◆ **What is required**
Filter the entries for the word "Option". Copy each line in which it occurs.
(Beginning of Information)
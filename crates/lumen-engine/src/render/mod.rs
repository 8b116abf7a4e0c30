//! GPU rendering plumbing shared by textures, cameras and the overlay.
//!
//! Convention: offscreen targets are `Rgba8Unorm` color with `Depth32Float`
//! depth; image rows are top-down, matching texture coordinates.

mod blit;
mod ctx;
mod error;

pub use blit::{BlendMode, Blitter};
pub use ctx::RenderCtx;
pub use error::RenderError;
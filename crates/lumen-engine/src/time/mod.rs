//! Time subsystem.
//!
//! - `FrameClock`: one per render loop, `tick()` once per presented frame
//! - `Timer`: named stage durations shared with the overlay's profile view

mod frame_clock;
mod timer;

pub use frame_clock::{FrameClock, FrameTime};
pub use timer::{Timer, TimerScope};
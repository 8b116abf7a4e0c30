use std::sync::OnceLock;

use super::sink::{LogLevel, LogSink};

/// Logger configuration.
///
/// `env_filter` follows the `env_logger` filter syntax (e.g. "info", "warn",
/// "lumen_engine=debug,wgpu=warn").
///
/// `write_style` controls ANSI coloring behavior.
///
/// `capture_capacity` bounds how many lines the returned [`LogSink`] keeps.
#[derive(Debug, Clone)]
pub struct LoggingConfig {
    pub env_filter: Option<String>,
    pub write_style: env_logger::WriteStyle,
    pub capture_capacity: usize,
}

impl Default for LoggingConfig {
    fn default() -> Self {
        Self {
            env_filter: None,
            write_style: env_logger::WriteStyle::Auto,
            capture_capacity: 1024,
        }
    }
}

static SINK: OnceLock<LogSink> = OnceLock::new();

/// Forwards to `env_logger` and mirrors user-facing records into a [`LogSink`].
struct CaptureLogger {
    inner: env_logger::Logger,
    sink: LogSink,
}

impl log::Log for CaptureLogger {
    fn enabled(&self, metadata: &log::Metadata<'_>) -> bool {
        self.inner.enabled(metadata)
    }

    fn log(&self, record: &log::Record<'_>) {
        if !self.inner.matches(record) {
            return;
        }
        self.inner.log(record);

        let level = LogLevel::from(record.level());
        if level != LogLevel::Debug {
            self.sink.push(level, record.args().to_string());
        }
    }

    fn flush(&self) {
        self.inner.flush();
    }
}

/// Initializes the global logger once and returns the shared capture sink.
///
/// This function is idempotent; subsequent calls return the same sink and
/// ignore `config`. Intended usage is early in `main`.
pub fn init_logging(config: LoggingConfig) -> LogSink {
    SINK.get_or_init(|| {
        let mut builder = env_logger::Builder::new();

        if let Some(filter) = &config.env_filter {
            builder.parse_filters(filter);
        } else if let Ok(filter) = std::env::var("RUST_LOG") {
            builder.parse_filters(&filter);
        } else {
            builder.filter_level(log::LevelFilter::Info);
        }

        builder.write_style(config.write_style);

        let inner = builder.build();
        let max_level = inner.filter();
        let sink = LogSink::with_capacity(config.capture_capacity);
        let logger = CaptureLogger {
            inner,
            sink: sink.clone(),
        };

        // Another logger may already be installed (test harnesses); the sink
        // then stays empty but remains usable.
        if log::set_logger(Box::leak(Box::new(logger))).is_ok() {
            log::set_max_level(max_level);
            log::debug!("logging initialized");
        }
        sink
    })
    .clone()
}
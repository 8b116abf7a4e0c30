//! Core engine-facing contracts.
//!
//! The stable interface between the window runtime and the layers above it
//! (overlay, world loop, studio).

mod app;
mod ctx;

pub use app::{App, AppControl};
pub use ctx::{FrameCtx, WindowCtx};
(End of Information)
(Beginning of Information)
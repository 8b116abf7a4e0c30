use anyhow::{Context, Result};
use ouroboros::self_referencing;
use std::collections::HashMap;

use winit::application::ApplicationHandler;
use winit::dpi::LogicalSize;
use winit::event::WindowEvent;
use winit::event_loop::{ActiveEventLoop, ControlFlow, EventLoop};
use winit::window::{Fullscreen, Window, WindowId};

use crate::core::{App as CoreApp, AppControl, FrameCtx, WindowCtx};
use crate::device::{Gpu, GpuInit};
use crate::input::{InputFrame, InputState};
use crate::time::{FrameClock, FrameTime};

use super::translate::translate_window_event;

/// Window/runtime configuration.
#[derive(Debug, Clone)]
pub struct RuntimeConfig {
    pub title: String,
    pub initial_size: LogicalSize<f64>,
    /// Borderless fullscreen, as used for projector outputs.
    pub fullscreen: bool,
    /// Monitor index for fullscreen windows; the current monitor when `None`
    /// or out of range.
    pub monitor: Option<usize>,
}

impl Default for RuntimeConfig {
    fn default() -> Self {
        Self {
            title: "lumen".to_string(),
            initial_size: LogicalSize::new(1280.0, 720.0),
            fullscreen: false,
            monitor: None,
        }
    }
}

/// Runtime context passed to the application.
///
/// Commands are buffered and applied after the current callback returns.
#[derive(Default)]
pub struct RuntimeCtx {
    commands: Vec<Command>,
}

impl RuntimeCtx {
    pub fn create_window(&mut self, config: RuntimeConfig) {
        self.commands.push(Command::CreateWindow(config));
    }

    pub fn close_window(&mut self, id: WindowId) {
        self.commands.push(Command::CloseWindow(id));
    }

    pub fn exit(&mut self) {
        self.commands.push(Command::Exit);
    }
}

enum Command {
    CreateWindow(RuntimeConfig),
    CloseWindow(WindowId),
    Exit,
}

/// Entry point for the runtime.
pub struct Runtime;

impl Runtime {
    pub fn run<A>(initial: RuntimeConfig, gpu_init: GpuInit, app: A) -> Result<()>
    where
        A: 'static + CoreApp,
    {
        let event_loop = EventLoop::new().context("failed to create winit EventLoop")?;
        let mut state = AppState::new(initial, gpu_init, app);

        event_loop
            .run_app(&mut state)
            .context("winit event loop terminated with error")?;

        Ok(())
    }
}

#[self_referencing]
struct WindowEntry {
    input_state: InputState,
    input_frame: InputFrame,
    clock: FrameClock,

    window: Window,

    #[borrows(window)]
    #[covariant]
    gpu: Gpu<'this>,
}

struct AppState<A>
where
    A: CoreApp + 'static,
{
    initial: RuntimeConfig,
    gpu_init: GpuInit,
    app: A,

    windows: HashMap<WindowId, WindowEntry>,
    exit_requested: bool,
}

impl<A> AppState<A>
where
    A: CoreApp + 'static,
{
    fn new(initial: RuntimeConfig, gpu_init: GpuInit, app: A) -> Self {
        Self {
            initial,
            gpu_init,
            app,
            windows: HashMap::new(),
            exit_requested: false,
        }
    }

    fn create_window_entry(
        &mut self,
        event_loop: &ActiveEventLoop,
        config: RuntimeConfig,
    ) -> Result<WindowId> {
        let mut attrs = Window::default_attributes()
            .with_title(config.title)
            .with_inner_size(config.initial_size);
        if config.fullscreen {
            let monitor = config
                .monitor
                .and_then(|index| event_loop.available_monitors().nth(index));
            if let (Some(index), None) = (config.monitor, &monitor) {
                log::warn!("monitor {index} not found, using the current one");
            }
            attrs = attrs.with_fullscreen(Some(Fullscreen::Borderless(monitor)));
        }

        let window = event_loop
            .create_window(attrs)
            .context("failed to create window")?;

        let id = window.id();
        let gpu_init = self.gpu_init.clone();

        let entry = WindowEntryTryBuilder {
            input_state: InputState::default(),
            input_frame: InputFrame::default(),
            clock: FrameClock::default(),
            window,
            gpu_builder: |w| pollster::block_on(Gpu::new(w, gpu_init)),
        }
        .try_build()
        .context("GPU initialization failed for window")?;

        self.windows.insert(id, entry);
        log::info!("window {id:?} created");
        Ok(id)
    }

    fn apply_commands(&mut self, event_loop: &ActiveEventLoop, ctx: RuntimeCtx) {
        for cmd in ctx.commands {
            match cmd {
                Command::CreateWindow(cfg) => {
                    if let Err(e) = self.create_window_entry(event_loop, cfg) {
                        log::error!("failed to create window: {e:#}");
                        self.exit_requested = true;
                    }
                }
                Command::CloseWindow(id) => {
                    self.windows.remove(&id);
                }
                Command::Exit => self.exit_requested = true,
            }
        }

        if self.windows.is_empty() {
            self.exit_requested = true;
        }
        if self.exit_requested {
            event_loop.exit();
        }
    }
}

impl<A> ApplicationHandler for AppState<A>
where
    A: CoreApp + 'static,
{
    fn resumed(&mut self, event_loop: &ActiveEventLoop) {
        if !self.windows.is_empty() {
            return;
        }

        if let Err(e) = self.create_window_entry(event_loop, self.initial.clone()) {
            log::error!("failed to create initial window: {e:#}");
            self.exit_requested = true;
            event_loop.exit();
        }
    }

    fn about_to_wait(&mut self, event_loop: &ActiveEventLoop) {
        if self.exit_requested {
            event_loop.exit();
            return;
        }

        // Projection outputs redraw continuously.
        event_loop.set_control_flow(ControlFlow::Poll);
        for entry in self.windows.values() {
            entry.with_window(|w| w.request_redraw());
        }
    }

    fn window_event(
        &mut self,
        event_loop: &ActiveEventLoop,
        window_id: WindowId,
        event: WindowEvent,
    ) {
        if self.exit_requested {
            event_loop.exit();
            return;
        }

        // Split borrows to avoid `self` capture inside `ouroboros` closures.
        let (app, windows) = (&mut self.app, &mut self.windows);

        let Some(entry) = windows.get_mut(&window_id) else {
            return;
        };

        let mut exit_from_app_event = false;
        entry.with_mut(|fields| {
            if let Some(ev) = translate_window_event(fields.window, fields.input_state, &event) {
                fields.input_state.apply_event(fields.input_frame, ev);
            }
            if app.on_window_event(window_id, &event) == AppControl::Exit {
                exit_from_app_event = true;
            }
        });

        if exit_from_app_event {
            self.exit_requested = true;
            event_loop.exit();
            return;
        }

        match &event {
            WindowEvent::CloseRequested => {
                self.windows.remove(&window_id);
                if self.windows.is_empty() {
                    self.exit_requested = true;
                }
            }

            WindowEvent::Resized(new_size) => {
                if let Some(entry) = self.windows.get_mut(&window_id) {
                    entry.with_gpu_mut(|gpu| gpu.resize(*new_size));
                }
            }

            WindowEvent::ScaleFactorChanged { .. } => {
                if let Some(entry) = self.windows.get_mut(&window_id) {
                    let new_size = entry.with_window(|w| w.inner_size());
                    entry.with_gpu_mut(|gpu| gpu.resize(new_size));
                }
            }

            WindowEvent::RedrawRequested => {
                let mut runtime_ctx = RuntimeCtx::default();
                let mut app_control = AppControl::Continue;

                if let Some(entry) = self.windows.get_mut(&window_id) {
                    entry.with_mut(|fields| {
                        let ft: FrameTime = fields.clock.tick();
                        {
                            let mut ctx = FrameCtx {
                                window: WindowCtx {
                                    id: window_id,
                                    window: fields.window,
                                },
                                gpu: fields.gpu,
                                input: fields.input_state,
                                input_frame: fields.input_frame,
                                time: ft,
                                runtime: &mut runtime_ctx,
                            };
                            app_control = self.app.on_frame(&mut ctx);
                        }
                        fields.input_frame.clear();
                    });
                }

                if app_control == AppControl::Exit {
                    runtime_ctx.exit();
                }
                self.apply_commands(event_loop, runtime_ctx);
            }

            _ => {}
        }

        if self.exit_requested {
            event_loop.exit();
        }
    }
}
(End of Information)
◆ **Reply to the task**
    pub env_filter: Option<String>,
    pub monitor: Option<usize>,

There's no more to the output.